> [What the exercise asks] The lines from the start of the records through the one containing "minutes according to" are to be restated word for word; please include both ends.

══ Extracted records

use crate::calendar::CantonCalendar;
use crate::settings::{HolidayPrecedence, NightWindow, PauseAllocation};
use chrono::{Datelike, Duration, NaiveDateTime, NaiveTime, Weekday};

#[derive(Debug, Clone, Copy, PartialEq, Eq, Hash)]
pub enum Bucket {
    Normal,
    Night,
    Sunday,
    Holiday,
}

/// Minutes (or hours, after `to_hours`) per bucket. Buckets never overlap.
#[derive(Debug, Clone, Copy, Default, PartialEq)]
pub struct HourBuckets {
    pub normal: f64,
    pub night: f64,
    pub sunday: f64,
    pub holiday: f64,
}

impl HourBuckets {
    pub fn total(&self) -> f64 {
        self.normal + self.night + self.sunday + self.holiday
    }

    pub fn get(&self, bucket: Bucket) -> f64 {
        match bucket {
            Bucket::Normal => self.normal,
            Bucket::Night => self.night,
            Bucket::Sunday => self.sunday,
            Bucket::Holiday => self.holiday,
        }
    }

    pub fn add(&mut self, bucket: Bucket, amount: f64) {
        match bucket {
            Bucket::Normal => self.normal += amount,
            Bucket::Night => self.night += amount,
            Bucket::Sunday => self.sunday += amount,
            Bucket::Holiday => self.holiday += amount,
        }
    }

    pub fn to_hours(&self) -> Self {
        Self {
            normal: self.normal / 60.0,
            night: self.night / 60.0,
            sunday: self.sunday / 60.0,
            holiday: self.holiday / 60.0,
        }
    }

    /// Remove `pause` minutes according to `policy`. `pause` must not exceed `total()`.
    pub fn without_pause(&self, pause: f64, policy: PauseAllocation) -> Self {
        if pause <= 0.0 {
            return *self;
        }
        let mut result = *self;
        match policy {
            PauseAllocation::NormalFirst => {
                let from_normal = pause.min(result.normal);
                result.normal -= from_normal;
                let remaining = pause - from_normal;
                let others = result.night + result.sunday + result.holiday;
                if remaining > 0.0 && others > 0.0 {
                    let factor = ((others - remaining) / others).max(0.0);
                    result.night *= factor;
                    result.sunday *= factor;
                    result.holiday *= factor;
                }
            }
            PauseAllocation::Proportional => {
                let total = result.total();
                if total > 0.0 {
                    let factor = ((total - pause) / total).max(0.0);
                    result.normal *= factor;
                    result.night *= factor;
                    result.sunday *= factor;
                    result.holiday *= factor;
                }
            }
        }
        result
    }
}

/// Walks a shift segment by segment and classifies every minute.
pub struct HourSplitter<'a> {
    calendar: &'a CantonCalendar,
    night_window: NightWindow,
    precedence: HolidayPrecedence,
}

impl<'a> HourSplitter<'a> {
    pub fn new(
        calendar: &'a CantonCalendar,
        night_window: NightWindow,
        precedence: HolidayPrecedence,
    ) -> Self {
        Self {
            calendar,
            night_window,
            precedence,
        }
    }

    /// Bucket of the minute starting at `at`. Holiday and Sunday outrank
    /// night; their mutual order follows the configured precedence.
    pub fn classify(&self, at: NaiveDateTime) -> Bucket {
        let date = at.date();
        let holiday = self.calendar.is_holiday(date);
        let sunday = date.weekday() == Weekday::Sun;
        match (holiday, sunday) {
            (true, true) => match self.precedence {
                HolidayPrecedence::HolidayFirst => Bucket::Holiday,
                HolidayPrecedence::SundayFirst => Bucket::Sunday,
            },
            (true, false) => Bucket::Holiday,
            (false, true) => Bucket::Sunday,
            (false, false) if self.night_window.contains(at.time()) => Bucket::Night,
            (false, false) => Bucket::Normal,
        }
    }

    /// Next instant after `at` where the classification may change:
    /// the following midnight or a night-window edge.
    fn next_boundary(&self, at: NaiveDateTime) -> NaiveDateTime {
        let date = at.date();
        let mut next = NaiveDateTime::new(date + Duration::days(1), NaiveTime::MIN);
        if !self.night_window.is_disabled() {
            for edge in [self.night_window.start, self.night_window.end] {
                let candidate = NaiveDateTime::new(date, edge);
                if candidate > at && candidate < next {
                    next = candidate;
                }
            }
        }
        next
    }

    /// Elapsed minutes between `start` and `end` per bucket. Empty when
    /// `end <= start`.
    pub fn execute(&self, start: NaiveDateTime, end: NaiveDateTime) -> HourBuckets {
        let mut buckets = HourBuckets::default();
        let mut cursor = start;
        while cursor < end {
            let boundary = self.next_boundary(cursor).min(end);
            let minutes = (boundary - cursor).num_seconds() as f64 / 60.0;
            buckets.add(self.classify(cursor), minutes);
            cursor = boundary;
        }
        buckets
    }
}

════

> [Written solution]
use crate::calendar::CantonCalendar;
use crate::settings::{HolidayPrecedence, NightWindow, PauseAllocation};
use chrono::{Datelike, Duration, NaiveDateTime, NaiveTime, Weekday};

#[derive(Debug, Clone, Copy, PartialEq, Eq, Hash)]
pub enum Bucket {
    Normal,
    Night,
    Sunday,
    Holiday,
}

/// Minutes (or hours, after `to_hours`) per bucket. Buckets never overlap.
#[derive(Debug, Clone, Copy, Default, PartialEq)]
pub struct HourBuckets {
    pub normal: f64,
    pub night: f64,
    pub sunday: f64,
    pub holiday: f64,
}

impl HourBuckets {
    pub fn total(&self) -> f64 {
        self.normal + self.night + self.sunday + self.holiday
    }

    pub fn get(&self, bucket: Bucket) -> f64 {
        match bucket {
            Bucket::Normal => self.normal,
            Bucket::Night => self.night,
            Bucket::Sunday => self.sunday,
            Bucket::Holiday => self.holiday,
        }
    }

    pub fn add(&mut self, bucket: Bucket, amount: f64) {
        match bucket {
            Bucket::Normal => self.normal += amount,
            Bucket::Night => self.night += amount,
            Bucket::Sunday => self.sunday += amount,
            Bucket::Holiday => self.holiday += amount,
        }
    }

    pub fn to_hours(&self) -> Self {
        Self {
            normal: self.normal / 60.0,
            night: self.night / 60.0,
            sunday: self.sunday / 60.0,
            holiday: self.holiday / 60.0,
        }
    }

    /// Remove `pause` minutes according to `policy`. `pause` must not exceed `total()`.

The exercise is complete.